Our study has several limitations. An important limitation concerns the use of ICD-9 codes for the diagnosis of PAH. Prior investigations have indicated that these codes do not adequately distinguish PAH from non-PAH patients [3133]. To address this issue, we only examined patients who were treated with PAH-specific therapies, thereby focusing on patients for whom the treating physician had sufficient evidence to prescribe PAH-specific therapies. In addition, we identified patients with continuous enrollment lacking an ICD-9 code diagnosis for pulmonary hypertension in the preceding one year. While, hemodynamic data were not available in this database, we believe that a prescription for PAH-specific therapy indicates a provider’s clinical diagnosis of PAH. We assume that an ICD code and subsequent prescription for PAH-specific therapy represents a “real world” diagnosis of PAH. Another limitation concerns the duration of follow-up. Our data was extracted from a large insurance claims database, and enrollees often discontinued their insurance policies when they switched to different employers who purchase insurance plans from other insurance carriers. Therefore, the dropout rate was high.

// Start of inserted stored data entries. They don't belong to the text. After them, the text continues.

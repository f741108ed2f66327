//! Offset-based splicing against one immutable source text.
//!
//! All offsets come from a parse of the exact `source` passed in. Nothing is
//! ever spliced into an already-spliced string.

use std::ops::Range;

use c5_codegen::{include_directive, region_code};
use c5_core::{C5Error, Fragment, Region};
use c5_parser::parse_regions;

/// Replace every `<c5-area>` element in `source` with its area code.
///
/// Text without regions comes back unchanged.
///
/// # Errors
/// Returns [`C5Error::InvalidRegion`] for a region without a name.
pub fn substitute_regions(source: &str) -> Result<String, C5Error> {
    let regions = parse_regions(source)?;
    Ok(splice_regions(source, &regions))
}

/// Splice area code over `regions`, which must be in document order and
/// parsed from `source`.
#[must_use]
pub fn splice_regions(source: &str, regions: &[Region]) -> String {
    let replacements: Vec<_> = regions
        .iter()
        .map(|region| (region.span(), region_code(region)))
        .collect();
    splice(source, &replacements)
}

/// Replace each fragment's markers (and everything between them) in
/// `document` with an include directive.
///
/// Fragments are taken in the order given. A span that overlaps an earlier
/// one is left alone.
#[must_use]
pub fn excise_fragments<'a>(
    source: &str,
    document: &str,
    fragments: impl IntoIterator<Item = &'a Fragment>,
) -> String {
    let mut replacements: Vec<(Range<usize>, String)> = fragments
        .into_iter()
        .filter_map(|fragment| {
            let span = fragment.excision_span(document, source.len())?;
            Some((span, include_directive(fragment)))
        })
        .collect();
    replacements.sort_by_key(|(span, _)| span.start);

    let mut kept: Vec<(Range<usize>, String)> = Vec::with_capacity(replacements.len());
    for (span, directive) in replacements {
        if kept.last().is_some_and(|(prev, _)| span.start < prev.end) {
            tracing::warn!(
                document,
                start = span.start,
                end = span.end,
                "overlapping fragment skipped"
            );
            continue;
        }
        kept.push((span, directive));
    }

    splice(source, &kept)
}

fn splice(source: &str, replacements: &[(Range<usize>, String)]) -> String {
    if replacements.is_empty() {
        return source.to_string();
    }

    let mut out = String::with_capacity(source.len());
    let mut cursor = 0;
    for (span, text) in replacements {
        out.push_str(source.get(cursor..span.start).unwrap_or_default());
        out.push_str(text);
        cursor = span.end.max(cursor);
    }
    out.push_str(source.get(cursor..).unwrap_or_default());
    out
}
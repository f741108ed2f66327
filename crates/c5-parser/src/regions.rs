//! Region discovery: depth-first search for `<c5-area>` tags.

use c5_core::{C5Error, Region};

use crate::markup::{MarkupNode, NodeKind, parse_markup};
use crate::validate::region_from_tag;

/// Tag name of a display area.
pub const REGION_TAG: &str = "c5-area";

/// Collect every region under `root`, in document order.
///
/// A matched tag is captured whole; its descendants are not searched.
///
/// # Errors
/// Returns [`C5Error::InvalidRegion`] for the first tag without a name.
pub fn find_regions<N: MarkupNode>(root: &N) -> Result<Vec<Region>, C5Error> {
    let mut regions = Vec::new();
    collect_regions(root, &mut regions)?;
    Ok(regions)
}

/// Parse `source` and collect its regions.
///
/// # Errors
/// See [`find_regions`].
pub fn parse_regions(source: &str) -> Result<Vec<Region>, C5Error> {
    let tree = parse_markup(source);
    find_regions(&tree.root())
}

fn collect_regions<N: MarkupNode>(node: &N, regions: &mut Vec<Region>) -> Result<(), C5Error> {
    if is_region(node) {
        let region = region_from_tag(&node.attributes(), node.byte_range())?;
        tracing::debug!(name = %region.name, start = region.start_offset, "region found");
        regions.push(region);
        return Ok(());
    }

    for child in &node.child_nodes() {
        collect_regions(child, regions)?;
    }
    Ok(())
}

fn is_region<N: MarkupNode>(node: &N) -> bool {
    node.node_kind() == NodeKind::Element
        && node
            .tag_name()
            .is_some_and(|tag| tag.eq_ignore_ascii_case(REGION_TAG))
}
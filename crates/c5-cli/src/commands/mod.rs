pub mod build;
pub mod theme;

use std::path::{Path, PathBuf};

use anyhow::Context;
use c5_config::BuildConfig;

/// Load the layered config for `project_root`, honoring `--config`.
fn load_config(project_root: &Path, config: Option<&str>) -> anyhow::Result<BuildConfig> {
    let explicit = config.map(|path| resolve(project_root, path));
    BuildConfig::load_with_dotenv(project_root, explicit.as_deref())
        .context("failed to load c5t configuration")
}

/// `path` relative to the project root unless it is absolute.
fn resolve(project_root: &Path, path: &str) -> PathBuf {
    let path = Path::new(path);
    if path.is_absolute() {
        path.to_path_buf()
    } else {
        project_root.join(path)
    }
}
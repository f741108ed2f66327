//! Fragment marker discovery.
//!
//! Markers are HTML comments of the form `C5 Begin <label>` and
//! `C5 End <label>`. Leading hyphens and whitespace are ignored, the `C5`,
//! `Begin` and `End` keywords match case-insensitively, and trailing hyphens
//! are stripped from the label. A label ends at the end of its line; a
//! comment with more text on following lines is not a marker. Labels
//! themselves compare case-sensitively.

use std::sync::LazyLock;

use c5_core::{C5Error, FragmentRegistry};
use regex::Regex;

use crate::markup::{MarkupNode, NodeKind};

static MARKER_PATTERN: LazyLock<Regex> = LazyLock::new(|| {
    Regex::new(r"(?i)^C5\s+(Begin|End)\s+(.*)$").expect("marker pattern is valid")
});

#[derive(Debug, Clone, Copy, PartialEq, Eq)]
pub enum MarkerKind {
    Begin,
    End,
}

/// A recognized fragment marker.
#[derive(Debug, Clone, PartialEq, Eq)]
pub struct Marker {
    pub kind: MarkerKind,
    pub label: String,
}

/// Recognize a marker from comment text (without `<!--`/`-->`).
#[must_use]
pub fn parse_marker(comment: &str) -> Option<Marker> {
    let text = comment
        .trim_start_matches(|c: char| c == '-' || c.is_whitespace())
        .trim_end();
    let captures = MARKER_PATTERN.captures(text)?;

    let kind = if captures[1].eq_ignore_ascii_case("begin") {
        MarkerKind::Begin
    } else {
        MarkerKind::End
    };
    let label = captures[2].trim_end_matches(|c: char| c == '-' || c.is_whitespace());
    if label.is_empty() {
        return None;
    }

    Some(Marker {
        kind,
        label: label.to_string(),
    })
}

/// Record every begin/end marker under `root` into `registry`.
///
/// `source` is the text `root` was parsed from and `document` its logical
/// name. Returns the number of markers seen.
///
/// # Errors
/// Returns [`C5Error::UnmatchedEndMarker`] for an end-marker with no open
/// fragment and [`C5Error::DuplicateStartMarker`] when a label is opened twice.
pub fn find_fragment_markers<N: MarkupNode>(
    root: &N,
    source: &str,
    document: &str,
    registry: &mut FragmentRegistry,
) -> Result<usize, C5Error> {
    let mut seen = 0;
    collect_markers(root, source, document, registry, &mut seen)?;
    Ok(seen)
}

fn collect_markers<N: MarkupNode>(
    node: &N,
    source: &str,
    document: &str,
    registry: &mut FragmentRegistry,
    seen: &mut usize,
) -> Result<(), C5Error> {
    if node.node_kind() == NodeKind::Comment {
        if let Some(marker) = node.comment_data().as_deref().and_then(parse_marker) {
            let span = node.byte_range();
            match marker.kind {
                MarkerKind::Begin => registry.open(&marker.label, document, source, span)?,
                MarkerKind::End => registry.close(&marker.label, document, source, span)?,
            }
            *seen += 1;
        }
        return Ok(());
    }

    for child in &node.child_nodes() {
        collect_markers(child, source, document, registry, seen)?;
    }
    Ok(())
}
use std::path::PathBuf;

use anyhow::Context;
use clap::Parser;

mod cli;
mod commands;
mod output;
mod walk;

fn main() {
    if let Err(error) = run() {
        eprintln!("c5t error: {error:#}");
        std::process::exit(1);
    }
}

fn run() -> anyhow::Result<()> {
    let cli = cli::Cli::parse();
    let flags = cli.global_flags();
    init_tracing(flags.quiet, flags.verbose)?;

    let project_root = resolve_project_root(flags.project.as_deref())?;
    tracing::debug!(root = %project_root.display(), "project root resolved");

    match &cli.command {
        cli::Commands::Build(args) => commands::build::handle(args, &flags, &project_root),
        cli::Commands::Theme(args) => commands::theme::handle(args, &project_root),
    }
}

fn init_tracing(quiet: bool, verbose: bool) -> anyhow::Result<()> {
    let level = if quiet {
        "error"
    } else if verbose {
        "debug"
    } else {
        "warn"
    };

    let filter = tracing_subscriber::EnvFilter::try_from_env("C5T_LOG")
        .unwrap_or_else(|_| tracing_subscriber::EnvFilter::new(level));

    tracing_subscriber::fmt()
        .with_env_filter(filter)
        .with_writer(std::io::stderr)
        .try_init()
        .map_err(|error| anyhow::anyhow!("failed to initialize tracing subscriber: {error}"))?;

    Ok(())
}

fn resolve_project_root(project_override: Option<&str>) -> anyhow::Result<PathBuf> {
    if let Some(path) = project_override {
        let explicit = PathBuf::from(path);
        if explicit.is_dir() {
            return Ok(explicit);
        }
        anyhow::bail!(
            "invalid --project '{}': directory does not exist",
            explicit.display()
        );
    }

    std::env::current_dir().context("failed to read current directory")
}
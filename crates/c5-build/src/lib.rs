//! # c5-build
//!
//! Turns HTML documents into a concrete5 theme.
//!
//! [`ThemeBuild`] drives one build across many documents that share a
//! fragment namespace. Generated files go to an [`OutputSink`]; the splicing
//! helpers in [`splice`] do the offset arithmetic against each document's
//! original text.

pub mod build;
pub mod sink;
pub mod splice;

pub use build::{BuildState, DocumentStatus, ProcessedDocument, ThemeBuild};
pub use sink::{Diagnostic, MemorySink, OutputSink};
pub use splice::{excise_fragments, splice_regions, substitute_regions};
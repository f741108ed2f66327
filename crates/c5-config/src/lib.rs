//! # c5-config
//!
//! Layered build configuration for c5t using figment.
//!
//! Configuration sources (in priority order, highest wins):
//! 1. Environment variables (`C5T_*` prefix)
//! 2. Project-level `c5t.toml` (or the file passed with `--config`)
//! 3. User-level `~/.config/c5t/config.toml`
//! 4. Built-in defaults
//!
//! # Environment Variable Mapping
//!
//! Figment maps `C5T_PRIMARY_HANDLE` -> `primary_handle`,
//! `C5T_SKIP_PRIMARY_PAGE` -> `skip_primary_page`, etc.
//!
//! # Usage
//!
//! ```no_run
//! use std::path::Path;
//! use c5_config::BuildConfig;
//!
//! let config = BuildConfig::load_with_dotenv(Path::new("."), None).expect("config");
//! println!("theme handle: {}", config.primary_handle);
//! ```

mod error;

pub use error::ConfigError;

use std::path::{Path, PathBuf};

use c5_codegen::ThemeOptions;
use figment::{
    Figment,
    providers::{Env, Format, Serialized, Toml},
};
use serde::{Deserialize, Serialize};

/// Project-level config file name.
pub const PROJECT_CONFIG_FILE: &str = "c5t.toml";

fn default_primary_handle() -> String {
    "c5_theme".to_string()
}

fn default_display_name() -> String {
    "Concrete5 Theme".to_string()
}

fn default_page_name() -> String {
    "index.html".to_string()
}

/// Settings for one build, fixed before the first document is processed.
#[derive(Debug, Clone, PartialEq, Eq, Deserialize, Serialize)]
pub struct BuildConfig {
    /// Theme handle; also names the theme class namespace.
    #[serde(default = "default_primary_handle")]
    pub primary_handle: String,

    /// Human-readable theme name.
    #[serde(default = "default_display_name")]
    pub display_name: String,

    #[serde(default, skip_serializing_if = "Option::is_none")]
    pub description: Option<String>,

    /// Handle of the package that ships the theme.
    #[serde(default, skip_serializing_if = "Option::is_none")]
    pub parent_handle: Option<String>,

    /// Page that also gets emitted as `default.php`.
    #[serde(default = "default_page_name")]
    pub default_page_name: String,

    /// Produce no output for the default page.
    #[serde(default)]
    pub skip_primary_page: bool,

    /// Drop the HTML artifacts once their PHP companions exist.
    #[serde(default)]
    pub delete_source_html: bool,
}

impl Default for BuildConfig {
    fn default() -> Self {
        Self {
            primary_handle: default_primary_handle(),
            display_name: default_display_name(),
            description: None,
            parent_handle: None,
            default_page_name: default_page_name(),
            skip_primary_page: false,
            delete_source_html: false,
        }
    }
}

impl BuildConfig {
    /// Defaults for a theme known only by its display name. The handle is
    /// the name with whitespace replaced by underscores.
    #[must_use]
    pub fn from_display_name(name: &str) -> Self {
        let handle = name
            .chars()
            .map(|c| if c.is_whitespace() { '_' } else { c })
            .collect();
        Self {
            primary_handle: handle,
            display_name: name.to_string(),
            ..Self::default()
        }
    }

    /// Load configuration for the project at `project_root`.
    ///
    /// Does NOT call `dotenvy` -- use [`Self::load_with_dotenv`] if you need
    /// `.env` file loading.
    ///
    /// # Errors
    /// Returns [`ConfigError`] when a source fails to parse or a value is
    /// invalid.
    pub fn load(project_root: &Path, config_file: Option<&Path>) -> Result<Self, ConfigError> {
        let config: Self = Self::figment(project_root, config_file).extract()?;
        config.validate()?;
        Ok(config)
    }

    /// Load configuration after reading `<project_root>/.env`.
    ///
    /// # Errors
    /// See [`Self::load`].
    pub fn load_with_dotenv(
        project_root: &Path,
        config_file: Option<&Path>,
    ) -> Result<Self, ConfigError> {
        let env_path = project_root.join(".env");
        if env_path.exists() {
            let _ = dotenvy::from_path(&env_path);
        }
        Self::load(project_root, config_file)
    }

    /// Build the figment provider chain.
    ///
    /// This is public so tests can inspect the figment directly or add
    /// additional providers on top.
    pub fn figment(project_root: &Path, config_file: Option<&Path>) -> Figment {
        let mut figment = Figment::from(Serialized::defaults(Self::default()));

        // Layer 1: User-global config
        if let Some(global_path) = Self::global_config_path()
            && global_path.exists()
        {
            figment = figment.merge(Toml::file(global_path));
        }

        // Layer 2: Project-local config, or the explicit file
        let local_path = config_file.map_or_else(
            || project_root.join(PROJECT_CONFIG_FILE),
            Path::to_path_buf,
        );
        if local_path.exists() {
            figment = figment.merge(Toml::file(local_path));
        }

        // Layer 3: Environment variables (highest priority)
        figment.merge(Env::prefixed("C5T_").split("__"))
    }

    fn global_config_path() -> Option<PathBuf> {
        dirs::config_dir().map(|p| p.join("c5t").join("config.toml"))
    }

    /// # Errors
    /// Returns [`ConfigError::InvalidValue`] for an empty default page name.
    pub fn validate(&self) -> Result<(), ConfigError> {
        if self.default_page_name.trim().is_empty() {
            return Err(ConfigError::InvalidValue {
                field: "default_page_name".to_string(),
                reason: "must not be empty".to_string(),
            });
        }
        Ok(())
    }

    /// Options for the theme class renderer.
    #[must_use]
    pub fn theme_options(&self) -> ThemeOptions {
        ThemeOptions {
            name: self.display_name.clone(),
            handle: self.primary_handle.clone(),
            description: self.description.clone(),
            parent_handle: self.parent_handle.clone(),
        }
    }

    /// Whether `document` is the configured default page (case-insensitive).
    #[must_use]
    pub fn is_default_page(&self, document: &str) -> bool {
        document.eq_ignore_ascii_case(&self.default_page_name)
    }

    /// Whether `document` should produce no output at all.
    #[must_use]
    pub fn is_skipped(&self, document: &str) -> bool {
        self.skip_primary_page && self.is_default_page(document)
    }
}

#[cfg(test)]
mod tests {
    use super::*;
    use pretty_assertions::assert_eq;

    #[test]
    fn defaults_are_correct() {
        let config = BuildConfig::default();
        assert_eq!(config.primary_handle, "c5_theme");
        assert_eq!(config.display_name, "Concrete5 Theme");
        assert_eq!(config.default_page_name, "index.html");
        assert!(!config.skip_primary_page);
        assert!(!config.delete_source_html);
        assert!(config.validate().is_ok());
    }

    #[test]
    fn display_name_derives_handle() {
        let config = BuildConfig::from_display_name("Cool C5 Theme");
        assert_eq!(config.primary_handle, "Cool_C5_Theme");
        assert_eq!(config.display_name, "Cool C5 Theme");
        assert_eq!(config.theme_options().handle, "Cool_C5_Theme");
    }

    #[test]
    fn default_page_matches_case_insensitively() {
        let config = BuildConfig {
            skip_primary_page: true,
            ..BuildConfig::default()
        };
        assert!(config.is_default_page("INDEX.html"));
        assert!(config.is_skipped("Index.HTML"));
        assert!(!config.is_skipped("about.html"));
    }

    #[test]
    fn empty_default_page_is_rejected() {
        let config = BuildConfig {
            default_page_name: "  ".to_string(),
            ..BuildConfig::default()
        };
        assert!(matches!(
            config.validate(),
            Err(ConfigError::InvalidValue { .. })
        ));
    }
}
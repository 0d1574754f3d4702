pub use super::cache_records::Entity as CacheRecords;
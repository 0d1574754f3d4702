//! Services built on top of the ledger and blob store

pub mod selection;

pub use selection::{SelectionService, crop_to_bounds, decode_image};
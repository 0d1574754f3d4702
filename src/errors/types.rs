//! Error type definitions for the image cache
//!
//! Every fallible operation in the library returns [`CacheError`]. The variants
//! follow the cache's failure taxonomy: transport failures talking to the
//! remote catalog, malformed catalog payloads, lookup misses, and local I/O.

use thiserror::Error;

/// Top-level library error type
#[derive(Error, Debug)]
pub enum CacheError {
    /// Network failure before a response was received
    #[error("Transport error: {url} - {message}")]
    Transport { url: String, message: String },

    /// The remote service answered with a non-success status
    #[error("HTTP error: {status} - {url}")]
    Http { status: u16, url: String },

    /// The remote payload did not have the expected shape
    #[error("Format error: {message}")]
    Format { message: String },

    /// Ledger or blob lookup miss
    #[error("Not found: {resource} with id {id}")]
    NotFound { resource: String, id: String },

    /// Local filesystem failure
    #[error("I/O error: {0}")]
    Io(#[from] std::io::Error),

    /// Database errors (SeaORM)
    #[error("Database error: {0}")]
    Database(#[from] sea_orm::DbErr),

    /// Configuration errors
    #[error("Configuration error: {message}")]
    Configuration { message: String },

    /// A record mutation that would break a ledger invariant
    #[error("Invalid transition for {id}: {message}")]
    InvalidTransition { id: String, message: String },

    /// Image decoding or encoding failures
    #[error("Image error: {message}")]
    Image { message: String },
}

impl CacheError {
    /// Create a transport error for a request URL
    pub fn transport<U: Into<String>, M: Into<String>>(url: U, message: M) -> Self {
        Self::Transport {
            url: url.into(),
            message: message.into(),
        }
    }

    /// Create a format error
    pub fn format<S: Into<String>>(message: S) -> Self {
        Self::Format {
            message: message.into(),
        }
    }

    /// Create a not found error
    pub fn not_found<R: Into<String>, I: Into<String>>(resource: R, id: I) -> Self {
        Self::NotFound {
            resource: resource.into(),
            id: id.into(),
        }
    }

    /// Create a configuration error
    pub fn configuration<S: Into<String>>(message: S) -> Self {
        Self::Configuration {
            message: message.into(),
        }
    }

    /// Create an invalid transition error
    pub fn invalid_transition<I: Into<String>, M: Into<String>>(id: I, message: M) -> Self {
        Self::InvalidTransition {
            id: id.into(),
            message: message.into(),
        }
    }

    /// Network or HTTP status failure
    pub fn is_transport(&self) -> bool {
        matches!(self, Self::Transport { .. } | Self::Http { .. })
    }

    pub fn is_format(&self) -> bool {
        matches!(self, Self::Format { .. })
    }

    /// Lookup miss, including a blob file that does not exist on disk
    pub fn is_not_found(&self) -> bool {
        match self {
            Self::NotFound { .. } => true,
            Self::Io(e) => e.kind() == std::io::ErrorKind::NotFound,
            _ => false,
        }
    }
}

impl From<image::ImageError> for CacheError {
    fn from(err: image::ImageError) -> Self {
        Self::Image {
            message: err.to_string(),
        }
    }
}
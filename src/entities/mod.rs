//! SeaORM entity definitions

pub mod prelude;

pub mod cache_records;
//! Remote catalog implementations

pub mod traits;
pub mod unsplash;

pub use traits::RemoteCatalog;
pub use unsplash::{UnsplashCatalog, parse_batch};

Reports regarding interferon-induced PAH indicate that onset of the pulmonary vascular disease process may take up to 5 years, and our study may underestimate the incidence. Lastly, although our study cohort had several comorbidities that are independent risk factors for PAH, their prevalence in the cohort was much less than in general population.

Conclusion

Using an administrative claims database, we found that the frequency of PAH in interferon-treated hepatitis C or multiple sclerosis patients was several fold higher than that for the general US population.